ÖHD’ye bağlı Seferberlik Tetkik Kurulu’nun Ankara Bölge Başkanlığı'nda Kozmik Oda aramaları başlatıldı. Soruşturma ve aramaları, 11. Ağır Ceza Mahkemesi Hakimi Kadir Kayan ve özel yetkili savcı Şemsettin Özcan, Savcı Mustafa Bilgili yaptı. Daha önce Fethullah Gülen'le ilgili verilen beraat kararında Kayan’ın da da imzası bulunuyordu. Her üçünün de FETÖ’cü olduğu sonradan anlaşıldı. Kayan, yurt dışına kaçtı. Kozmik Odaya giren FETÖ’cü savcılar ise 25 Nisan 2019 günü 17-14-12 yıl gibi ağır cezalar aldılar…
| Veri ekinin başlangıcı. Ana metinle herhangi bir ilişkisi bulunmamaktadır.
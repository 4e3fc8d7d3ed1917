//! Date tests
//!
//! Local-time expectations run with a fixed zone so they hold on any host.

use super::{eval, throws_error};
use jscore::{Engine, EngineConfig, JsValue};

/// Evaluate with local time fixed at `offset` minutes east of UTC
#[allow(clippy::expect_used)]
fn eval_in_zone(offset: i32, source: &str) -> JsValue {
    let mut engine = Engine::with_config(EngineConfig {
        utc_offset: Some(offset),
        ..EngineConfig::default()
    });
    engine.eval(source).expect("eval failed")
}

#[test]
fn test_utc_fields() {
    assert_eq!(
        eval("Date.UTC(2024, 1, 29, 13, 45, 30, 250)"),
        JsValue::Number(1_709_214_330_250.0)
    );
    assert_eq!(
        eval(
            "var d = new Date(Date.UTC(2024, 1, 29, 13, 45, 30, 250));
             [d.getUTCFullYear(), d.getUTCMonth(), d.getUTCDate(), d.getUTCDay(),
              d.getUTCHours(), d.getUTCMinutes(), d.getUTCSeconds(), d.getUTCMilliseconds()].join()"
        ),
        JsValue::from("2024,1,29,4,13,45,30,250")
    );
    assert_eq!(eval("new Date(0).getTime()"), JsValue::Int(0));
    assert_eq!(eval("new Date(-1).getUTCFullYear()"), JsValue::Int(1969));
    // Two-digit years name the twentieth century
    assert_eq!(eval("Date.UTC(99, 0) === Date.UTC(1999, 0)"), JsValue::Boolean(true));
}

#[test]
fn test_local_fields_follow_the_zone() {
    assert_eq!(
        eval_in_zone(
            60,
            "var d = new Date(2024, 0, 15, 10, 30);
             [d.getHours(), d.getUTCHours(), d.getMinutes(), d.getTimezoneOffset(),
              d.getTime() === Date.UTC(2024, 0, 15, 9, 30)].join()"
        ),
        JsValue::from("10,9,30,-60,true")
    );
    assert_eq!(
        eval_in_zone(-300, "var d = new Date(Date.UTC(2024, 0, 1, 2)); [d.getDate(), d.getDay(), d.getFullYear()].join()"),
        JsValue::from("31,0,2023")
    );
}

#[test]
fn test_out_of_range_fields_roll_over() {
    assert_eq!(
        eval_in_zone(0, "var d = new Date(2024, 12, 32); [d.getFullYear(), d.getMonth(), d.getDate()].join()"),
        JsValue::from("2025,1,1")
    );
    assert_eq!(
        eval_in_zone(0, "var d = new Date(2024, 2, 0); d.getDate()"),
        JsValue::Int(29)
    );
    assert_eq!(eval("isNaN(new Date(8.64e15 + 1).getTime())"), JsValue::Boolean(true));
    assert_eq!(eval("isNaN(Date.UTC(NaN, 0))"), JsValue::Boolean(true));
}

#[test]
fn test_setters() {
    assert_eq!(
        eval(
            "var d = new Date(Date.UTC(2024, 0, 31));
             var r = d.setUTCMonth(1);
             [r === d.getTime(), d.getUTCMonth(), d.getUTCDate()].join()"
        ),
        JsValue::from("true,2,2")
    );
    assert_eq!(
        eval("var d = new Date(Date.UTC(2024, 0, 1)); d.setUTCHours(25, 5); [d.getUTCDate(), d.getUTCHours(), d.getUTCMinutes()].join()"),
        JsValue::from("2,1,5")
    );
    assert_eq!(
        eval_in_zone(
            120,
            "var d = new Date(2024, 5, 10, 8);
             d.setHours(23, 59, 59, 999);
             d.setDate(d.getDate() + 1);
             d.setMilliseconds(0);
             [d.getDate(), d.getHours(), d.getSeconds(), d.getMilliseconds(), d.getUTCHours()].join()"
        ),
        JsValue::from("11,23,59,0,21")
    );
    assert_eq!(
        eval("var d = new Date(0); d.setTime(86400000); d.getUTCDate()"),
        JsValue::Int(2)
    );
    // Only a year can revive an invalid date
    assert_eq!(
        eval_in_zone(0, "var d = new Date(NaN); var a = d.setMonth(1); d.setFullYear(2020); [isNaN(a), d.getFullYear(), d.getMonth()].join()"),
        JsValue::from("true,2020,0")
    );
    assert_eq!(
        eval_in_zone(0, "var d = new Date(1995, 0, 1); var a = d.getYear(); d.setYear(99); [a, d.getFullYear(), new Date(2005, 0, 1).getYear()].join()"),
        JsValue::from("95,1999,2005")
    );
}

#[test]
fn test_string_forms() {
    let script = |expr: &str| format!("var d = new Date(Date.UTC(2024, 11, 25, 9, 30, 5)); {}", expr);
    assert_eq!(
        eval_in_zone(60, &script("d.toString()")),
        JsValue::from("Wed Dec 25 10:30:05 UTC+0100 2024")
    );
    assert_eq!(eval_in_zone(0, &script("String(d)")), JsValue::from("Wed Dec 25 09:30:05 UTC 2024"));
    assert_eq!(
        eval_in_zone(60, &script("d.toUTCString()")),
        JsValue::from("Wed, 25 Dec 2024 09:30:05 UTC")
    );
    assert_eq!(eval_in_zone(60, &script("d.toDateString()")), JsValue::from("Wed Dec 25 2024"));
    assert_eq!(eval_in_zone(-90, &script("d.toTimeString()")), JsValue::from("08:00:05 UTC-0130"));
    assert_eq!(
        eval_in_zone(60, &script("d.toLocaleString()")),
        JsValue::from("Wednesday, December 25, 2024 10:30:05 AM")
    );
    assert_eq!(eval("String(new Date(NaN))"), JsValue::from("NaN"));
    assert_eq!(eval("typeof Date()"), JsValue::from("string"));
}

#[test]
fn test_conversions() {
    // A date converts like a string under `+` and like a number under `-`
    assert_eq!(
        eval("var d = new Date(5000); [typeof (d + 1), d - 0, +d, d.valueOf()].join()"),
        JsValue::from("string,5000,5000,5000")
    );
    assert_eq!(eval("new Date(1000) < new Date(2000)"), JsValue::Boolean(true));
    assert_eq!(
        eval("Object.prototype.toString.call(new Date(0))"),
        JsValue::from("[object Date]")
    );
    assert_eq!(eval("new Date(new Date(1234)).getTime()"), JsValue::Int(1000));
    assert_eq!(
        eval("Math.abs(new Date().getTime() - Date.now()) < 5000"),
        JsValue::Boolean(true)
    );
}

#[test]
fn test_parse() {
    assert_eq!(
        eval_in_zone(0, "Date.parse('12/25/2024') === Date.UTC(2024, 11, 25)"),
        JsValue::Boolean(true)
    );
    assert_eq!(
        eval_in_zone(0, "Date.parse('2024/12/25') === Date.UTC(2024, 11, 25)"),
        JsValue::Boolean(true)
    );
    assert_eq!(
        eval_in_zone(120, "Date.parse('Dec 25, 2024 10:30:00 UTC') === Date.UTC(2024, 11, 25, 10, 30)"),
        JsValue::Boolean(true)
    );
    assert_eq!(
        eval_in_zone(0, "Date.parse('Wed Dec 25 10:30:05 UTC+0100 2024') === Date.UTC(2024, 11, 25, 9, 30, 5)"),
        JsValue::Boolean(true)
    );
    assert_eq!(
        eval_in_zone(0, "Date.parse('December 25, 2024 10:30 PM') === Date.UTC(2024, 11, 25, 22, 30)"),
        JsValue::Boolean(true)
    );
    // Without a zone the fields are local time
    assert_eq!(
        eval_in_zone(60, "Date.parse('(xmas) Dec 25 2024 10:00') === Date.UTC(2024, 11, 25, 9)"),
        JsValue::Boolean(true)
    );
    assert_eq!(
        eval_in_zone(60, "var d = new Date(2024, 6, 4, 12, 0, 30); Date.parse(d.toString()) === d.getTime()"),
        JsValue::Boolean(true)
    );
    assert_eq!(
        eval_in_zone(0, "new Date('Jan 2 2001').getTime() === Date.UTC(2001, 0, 2)"),
        JsValue::Boolean(true)
    );

    for bad in ["'garbage'", "'Dec 25'", "'Dec 25 2024)'", "'13:00 PM Dec 25 2024'", ""] {
        assert_eq!(
            eval(&format!("isNaN(Date.parse({}))", bad)),
            JsValue::Boolean(true),
            "{}",
            bad
        );
    }
}

#[test]
fn test_date_methods_require_a_date() {
    assert!(throws_error("Date.prototype.getTime.call({})", "Date object expected"));
    assert_eq!(
        eval("var r; try { Date.prototype.getHours.call(5); } catch (e) { r = e instanceof TypeError; } r"),
        JsValue::Boolean(true)
    );
    assert!(throws_error("new Date(0).setTime()", "Argument not optional"));
    assert!(throws_error("new Date(0).setUTCHours()", "Argument not optional"));
}
//! Property table behavior: prototype fall-through, cached prototype
//! references, extensibility and configurability

use super::{create_test_engine, eval};
use jscore::object::get_member;
use jscore::{ErrorCode, JsValue};

#[test]
fn test_delete_falls_through_to_prototype() {
    let source = r#"
        var p = {x: 1};
        var o = Object.create(p);
        o.x = 2;
        var a = o.x;
        delete o.x;
        var b = o.x;
        delete p.x;
        a + ',' + b + ',' + typeof o.x
    "#;
    assert_eq!(eval(source), JsValue::from("2,1,undefined"));
}

#[test]
fn test_cached_prototype_reference_sees_deletion() {
    let source = r#"
        var p = {v: 1};
        var o = Object.create(p);
        var first = o.v;
        o.v;
        delete p.v;
        var gone = typeof o.v;
        p.v = 3;
        first + ',' + gone + ',' + o.v
    "#;
    assert_eq!(eval(source), JsValue::from("1,undefined,3"));
}

#[test]
fn test_cached_reference_through_two_links() {
    let source = r#"
        var a = {k: 'a'};
        var b = Object.create(a);
        var c = Object.create(b);
        var r = c.k;
        b.k = 'b';
        r += c.k;
        delete b.k;
        r += c.k;
        delete a.k;
        r + typeof c.k
    "#;
    assert_eq!(eval(source), JsValue::from("abaundefined"));
}

#[test]
fn test_write_through_prototype_creates_own() {
    let source = r#"
        var p = {v: 1};
        var o = Object.create(p);
        o.v;
        o.v = 2;
        p.v + ',' + o.v + ',' + o.hasOwnProperty('v')
    "#;
    assert_eq!(eval(source), JsValue::from("1,2,true"));
}

#[test]
fn test_readonly_inherited_blocks_write() {
    let source = r#"
        var p = {};
        Object.defineProperty(p, 'r', {value: 1, writable: false});
        var o = Object.create(p);
        o.r = 2;
        o.r + ',' + o.hasOwnProperty('r')
    "#;
    assert_eq!(eval(source), JsValue::from("1,false"));
}

#[test]
fn test_inherited_setter_receives_instance() {
    let source = r#"
        var p = { set v(x) { this.stored = x * 2; } };
        var o = Object.create(p);
        o.v = 4;
        o.stored + ',' + p.hasOwnProperty('stored')
    "#;
    assert_eq!(eval(source), JsValue::from("8,false"));
}

#[test]
fn test_getter_and_setter_literals() {
    let source = r#"
        var o = { _x: 1, get x() { return this._x; }, set x(v) { this._x = v + 1; } };
        o.x = 5;
        o.x
    "#;
    assert_eq!(eval(source), JsValue::Int(6));
}

#[test]
fn test_non_extensible_rejects_new_names() {
    let source = r#"
        var o = {a: 1};
        Object.preventExtensions(o);
        o.b = 2;
        o.a = 3;
        var r = [typeof o.b, o.a, Object.isExtensible(o)];
        try { Object.defineProperty(o, 'c', {value: 1}); r.push('defined'); }
        catch (e) { r.push(e instanceof TypeError); }
        r.join(',')
    "#;
    assert_eq!(eval(source), JsValue::from("undefined,3,false,true"));
}

#[test]
fn test_redefining_frozen_value() {
    let source = r#"
        var o = {};
        Object.defineProperty(o, 'k', {value: 1, writable: false, configurable: false});
        var r = [];
        try { Object.defineProperty(o, 'k', {value: 1}); r.push('same ok'); }
        catch (e) { r.push('same failed'); }
        try { Object.defineProperty(o, 'k', {value: 2}); r.push('changed'); }
        catch (e) { r.push(e instanceof TypeError); }
        try { Object.defineProperty(o, 'k', {enumerable: true}); r.push('enumerable'); }
        catch (e) { r.push(e instanceof TypeError); }
        r.join(',') + ',' + o.k
    "#;
    assert_eq!(eval(source), JsValue::from("same ok,true,true,1"));
}

#[test]
fn test_modified_error_code() {
    let source = r#"
        var o = {};
        Object.defineProperty(o, 'k', {value: 1});
        var n;
        try { Object.defineProperty(o, 'k', {value: 2}); } catch (e) { n = e.number & 0xFFFF; }
        n
    "#;
    assert_eq!(eval(source), JsValue::Int(ErrorCode::NONWRITABLE_MODIFIED.0 as i32));
}

#[test]
fn test_non_configurable_survives_delete() {
    let source = r#"
        var o = {};
        Object.defineProperty(o, 'k', {value: 1, configurable: false});
        var deleted = delete o.k;
        deleted + ',' + o.k
    "#;
    assert_eq!(eval(source), JsValue::from("false,1"));
}

#[test]
fn test_frozen_object() {
    let source = r#"
        var o = Object.freeze({a: 1});
        o.a = 2;
        o.b = 3;
        [o.a, typeof o.b, Object.isFrozen(o), delete o.a].join(',')
    "#;
    assert_eq!(eval(source), JsValue::from("1,undefined,true,false"));
}

#[test]
fn test_property_order_is_creation_order() {
    assert_eq!(
        eval("var o = {}; o.z = 1; o.a = 2; o.m = 3; Object.keys(o).join(',')"),
        JsValue::from("z,a,m")
    );
}

#[test]
fn test_many_properties_survive_growth() {
    let source = r#"
        var o = {};
        for (var i = 0; i < 200; i++) o['p' + i] = i;
        var sum = 0;
        for (var i = 0; i < 200; i++) sum += o['p' + i];
        sum
    "#;
    assert_eq!(eval(source), JsValue::Int(19900));
}

#[test]
fn test_string_object_indexes() {
    assert_eq!(eval("var s = new String('abc'); s[1] + s.length"), JsValue::from("b3"));
    assert_eq!(eval("'xyz'[2]"), JsValue::from("z"));
}

#[test]
fn test_member_lookup_from_rust() {
    let mut engine = create_test_engine();
    let obj = engine.eval("var base = {inherited: 'yes'}; Object.create(base)").unwrap();
    let obj = obj.as_object().unwrap().clone();
    let value = get_member(engine.interpreter(), &obj, "inherited").unwrap();
    assert_eq!(value, JsValue::from("yes"));
}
25 Aralık 2009 günü Kadir Kayan, "Kozmik büro"nun aranması kararı verdi. Aramayla ilgili daha sonra Orgeneral Başbuğ, "Hayır deseydim zor girerlerdi. Aramaya engel olursak yanlış anlaşılır. Bir şey saklamıyoruz, kapıları açın" diye emir verdiğini açıkladı.

Şimdi firarda olan Polis eğitim uzmanı Doç. Dr. Emre Uslu, Kozmik Oda aramasıyla ilgili, "Derin devlet hakkında çok şey ortaya çıktı. Derin devleti en çok sarsan şey kozmik odaya girilmesiydi. Kozmik odaya girilmesi çok şeyi değiştirdi. İlk olarak orada savcının açıklamasına göre 20 adet dosya ayrıldı ve bunlarda suç unsuru olduğu ifade edildi. Hukuki süreç henüz başlamadı” diyordu.

Kozmik odadaki aramanın sona ermesinin ardından Genelkurmay Adli Müşaviri Hıfzı Çubuklu, aramalarda suç unsuruna rastlanmadığını açıkladı. Çubuklu sonradan Ergenekon sanığı yapılarak tutuklandı.